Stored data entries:
-=-=-=-=-

//! The tables owned by one solver run. All of them only grow.

use crate::utils::vector_map::VectorMap;
use rustc_hash::{FxHashMap, FxHashSet};
use std::hash::Hash;

/// Arena handle of an interned flow fact.
#[derive(Copy, Clone, PartialEq, Eq, Hash, PartialOrd, Ord, Debug)]
pub struct FactId(u32);

impl From<FactId> for usize {
    fn from(id: FactId) -> usize {
        id.0 as usize
    }
}

pub(crate) struct FactInterner<D> {
    facts: Vec<D>,
    ids: FxHashMap<D, FactId>,
}

impl<D: Clone + Hash + Eq> FactInterner<D> {
    pub fn new() -> Self {
        FactInterner {
            facts: vec![],
            ids: FxHashMap::default(),
        }
    }

    pub fn intern(&mut self, fact: D) -> FactId {
        if let Some(&id) = self.ids.get(&fact) {
            return id;
        }
        let id = FactId(self.facts.len() as u32);
        self.facts.push(fact.clone());
        self.ids.insert(fact, id);
        id
    }

    pub fn get(&self, id: FactId) -> &D {
        &self.facts[usize::from(id)]
    }

    /// Lookup by the raw index a [`VectorMap`] keyed by `FactId` reports.
    pub fn by_index(&self, index: usize) -> &D {
        &self.facts[index]
    }

    pub fn len(&self) -> usize {
        self.facts.len()
    }
}

/// `<d1 @ start(p)> -> <d2 @ n>`; the start node is implied by `n`.
#[derive(Copy, Clone, PartialEq, Eq, Hash, Debug)]
pub(crate) struct PathEdge<N> {
    pub source_fact: FactId,
    pub target: N,
    pub target_fact: FactId,
}

/// Jump functions, keyed by target node, target fact and source fact.
/// An entry exists exactly for the recorded path edges.
pub(crate) struct JumpFunctionTable<N, W> {
    table: FxHashMap<N, FxHashMap<FactId, FxHashMap<FactId, W>>>,
    len: usize,
}

impl<N: Copy + Hash + Eq, W> JumpFunctionTable<N, W> {
    pub fn new() -> Self {
        JumpFunctionTable {
            table: FxHashMap::default(),
            len: 0,
        }
    }

    pub fn get(&self, source_fact: FactId, target: N, target_fact: FactId) -> Option<&W> {
        self.table
            .get(&target)
            .and_then(|facts| facts.get(&target_fact))
            .and_then(|sources| sources.get(&source_fact))
    }

    /// Records (or replaces) a jump function, returning the previous one.
    pub fn insert(&mut self, source_fact: FactId, target: N, target_fact: FactId, function: W) -> Option<W> {
        let previous = self
            .table
            .entry(target)
            .or_default()
            .entry(target_fact)
            .or_default()
            .insert(source_fact, function);
        if previous.is_none() {
            self.len += 1;
        }
        previous
    }

    /// Source facts (with their functions) of all path edges ending in `<target_fact @ target>`.
    pub fn reverse_lookup(&self, target: N, target_fact: FactId) -> Option<&FxHashMap<FactId, W>> {
        self.table.get(&target).and_then(|facts| facts.get(&target_fact))
    }

    /// Target facts (with their functions) of all path edges from `source_fact` to `target`.
    pub fn forward_lookup(&self, source_fact: FactId, target: N) -> Vec<(FactId, &W)> {
        let mut found: Vec<(FactId, &W)> = self
            .table
            .get(&target)
            .into_iter()
            .flat_map(|facts| facts.iter())
            .filter_map(|(target_fact, sources)| {
                sources.get(&source_fact).map(|function| (*target_fact, function))
            })
            .collect();
        found.sort_by_key(|(fact, _)| *fact);
        found
    }

    pub fn facts_at(&self, target: N) -> impl Iterator<Item = FactId> + '_ {
        self.table
            .get(&target)
            .into_iter()
            .flat_map(|facts| facts.keys().copied())
    }

    /// All entries as `(target, target_fact, source_fact, function)`.
    pub fn iter(&self) -> impl Iterator<Item = (N, FactId, FactId, &W)> + '_ {
        self.table.iter().flat_map(|(target, facts)| {
            facts.iter().flat_map(move |(target_fact, sources)| {
                sources
                    .iter()
                    .map(move |(source_fact, function)| (*target, *target_fact, *source_fact, function))
            })
        })
    }

    pub fn targets(&self) -> impl Iterator<Item = N> + '_ {
        self.table.keys().copied()
    }

    pub fn len(&self) -> usize {
        self.len
    }
}

/// For each `<d @ start>` of a callee: the call sites and caller facts that
/// entered it.
pub(crate) struct IncomingTable<N> {
    table: FxHashMap<(N, FactId), FxHashMap<N, FxHashSet<FactId>>>,
}

impl<N: Copy + Hash + Eq + Ord> IncomingTable<N> {
    pub fn new() -> Self {
        IncomingTable {
            table: FxHashMap::default(),
        }
    }

    pub fn insert(&mut self, start: N, entry_fact: FactId, call_site: N, call_fact: FactId) -> bool {
        self.table
            .entry((start, entry_fact))
            .or_default()
            .entry(call_site)
            .or_default()
            .insert(call_fact)
    }

    /// Snapshot of the callers of `<entry_fact @ start>`, in a stable order.
    pub fn callers_of(&self, start: N, entry_fact: FactId) -> Vec<(N, Vec<FactId>)> {
        let mut callers: Vec<(N, Vec<FactId>)> = self
            .table
            .get(&(start, entry_fact))
            .into_iter()
            .flat_map(|calls| calls.iter())
            .map(|(call_site, facts)| {
                let mut facts: Vec<FactId> = facts.iter().copied().collect();
                facts.sort();
                (*call_site, facts)
            })
            .collect();
        callers.sort_by_key(|(call_site, _)| *call_site);
        callers
    }
}

/// Completed procedure summaries keyed by (procedure, entry fact).
pub(crate) struct EndSummaryTable<P, N, W> {
    table: FxHashMap<(P, FactId), FxHashMap<(N, FactId), W>>,
    len: usize,
}

impl<P: Copy + Hash + Eq, N: Copy + Hash + Eq + Ord, W: Clone> EndSummaryTable<P, N, W> {
    pub fn new() -> Self {
        EndSummaryTable {
            table: FxHashMap::default(),
            len: 0,
        }
    }

    /// Stores the current summary function, returning `true` if the summary
    /// edge is new.
    pub fn insert(&mut self, procedure: P, entry_fact: FactId, exit: N, exit_fact: FactId, function: W) -> bool {
        let is_new = self
            .table
            .entry((procedure, entry_fact))
            .or_default()
            .insert((exit, exit_fact), function)
            .is_none();
        if is_new {
            self.len += 1;
        }
        is_new
    }

    /// Snapshot of the summaries of `procedure` entered with `entry_fact`.
    pub fn summaries_of(&self, procedure: P, entry_fact: FactId) -> Vec<((N, FactId), W)> {
        let mut summaries: Vec<((N, FactId), W)> = self
            .table
            .get(&(procedure, entry_fact))
            .into_iter()
            .flat_map(|summaries| summaries.iter())
            .map(|(key, function)| (*key, function.clone()))
            .collect();
        summaries.sort_by_key(|(key, _)| *key);
        summaries
    }

    pub fn len(&self) -> usize {
        self.len
    }
}

/// Side table linking facts to the facts they were merged with, and callee
/// entry facts to the caller facts they were bound from.
#[derive(Default)]
pub(crate) struct NeighborTable {
    neighbors: VectorMap<FactId, FxHashSet<FactId>>,
    calling_contexts: VectorMap<FactId, FxHashSet<FactId>>,
}

impl NeighborTable {
    pub fn add_neighbor(&mut self, fact: FactId, neighbor: FactId) -> bool {
        fact != neighbor
            && self
                .neighbors
                .get_or_insert_with(fact, FxHashSet::default)
                .insert(neighbor)
    }

    pub fn add_calling_context(&mut self, fact: FactId, context: FactId) -> bool {
        self.calling_contexts
            .get_or_insert_with(fact, FxHashSet::default)
            .insert(context)
    }

    pub fn neighbors(&self) -> impl Iterator<Item = (usize, &FxHashSet<FactId>)> {
        self.neighbors.iter()
    }

    pub fn calling_contexts(&self) -> impl Iterator<Item = (usize, &FxHashSet<FactId>)> {
        self.calling_contexts.iter()
    }
}

#[cfg(test)]
mod tests {
    use super::*;

    use test_log::test;

    #[test]
    fn test_interner_returns_stable_handles() {
        let mut facts = FactInterner::new();
        let a = facts.intern("a");
        let b = facts.intern("b");
        assert_ne!(a, b);
        assert_eq!(facts.intern("a"), a);
        assert_eq!(*facts.get(b), "b");
        assert_eq!(facts.len(), 2);
    }

    #[test]
    fn test_jump_function_lookups() {
        let mut facts = FactInterner::new();
        let (zero, x, y) = (facts.intern("0"), facts.intern("x"), facts.intern("y"));
        let mut table: JumpFunctionTable<u32, char> = JumpFunctionTable::new();

        assert_eq!(table.insert(zero, 5, x, 'f'), None);
        assert_eq!(table.insert(zero, 5, y, 'g'), None);
        assert_eq!(table.insert(x, 5, y, 'h'), None);
        assert_eq!(table.insert(zero, 5, x, 'k'), Some('f'));

        assert_eq!(table.len(), 3);
        assert_eq!(table.get(zero, 5, x), Some(&'k'));
        assert_eq!(table.get(y, 5, x), None);
        assert_eq!(table.reverse_lookup(5, y).map(|sources| sources.len()), Some(2));
        assert_eq!(table.forward_lookup(zero, 5), vec![(x, &'k'), (y, &'g')]);
        let mut at_five: Vec<FactId> = table.facts_at(5).collect();
        at_five.sort();
        assert_eq!(at_five, vec![x, y]);
        assert_eq!(table.iter().count(), 3);
    }

    #[test]
    fn test_incoming_and_summaries() {
        let mut facts = FactInterner::new();
        let (d, e) = (facts.intern(1), facts.intern(2));
        let mut incoming = IncomingTable::new();
        assert!(incoming.insert(10, d, 3, e));
        assert!(!incoming.insert(10, d, 3, e));
        assert!(incoming.insert(10, d, 1, d));
        assert_eq!(incoming.callers_of(10, d), vec![(1, vec![d]), (3, vec![e])]);
        assert!(incoming.callers_of(10, e).is_empty());

        let mut summaries: EndSummaryTable<u8, u32, &str> = EndSummaryTable::new();
        assert!(summaries.insert(0, d, 12, e, "f"));
        assert!(!summaries.insert(0, d, 12, e, "g"));
        assert_eq!(summaries.summaries_of(0, d), vec![((12, e), "g")]);
        assert_eq!(summaries.len(), 1);
    }

    #[test]
    fn test_neighbor_table_ignores_self_links() {
        let mut facts = FactInterner::new();
        let (a, b) = (facts.intern('a'), facts.intern('b'));
        let mut table = NeighborTable::default();
        assert!(!table.add_neighbor(a, a));
        assert!(table.add_neighbor(a, b));
        assert!(!table.add_neighbor(a, b));
        assert!(table.add_calling_context(b, a));
        assert_eq!(table.neighbors().count(), 1);
        assert_eq!(table.calling_contexts().count(), 1);
    }
}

-=-=-=-=-

* [WORK TO COMPLETE] Copy exactly the lines from the top of the entries through the line with "impl From<FactId> for" in it, please, keeping both ends and adding nothing.

* [FINISHED EXERCISE]
//! The tables owned by one solver run. All of them only grow.

use crate::utils::vector_map::VectorMap;
use rustc_hash::{FxHashMap, FxHashSet};
use std::hash::Hash;

/// Arena handle of an interned flow fact.
#[derive(Copy, Clone, PartialEq, Eq, Hash, PartialOrd, Ord, Debug)]
pub struct FactId(u32);

impl From<FactId> for usize {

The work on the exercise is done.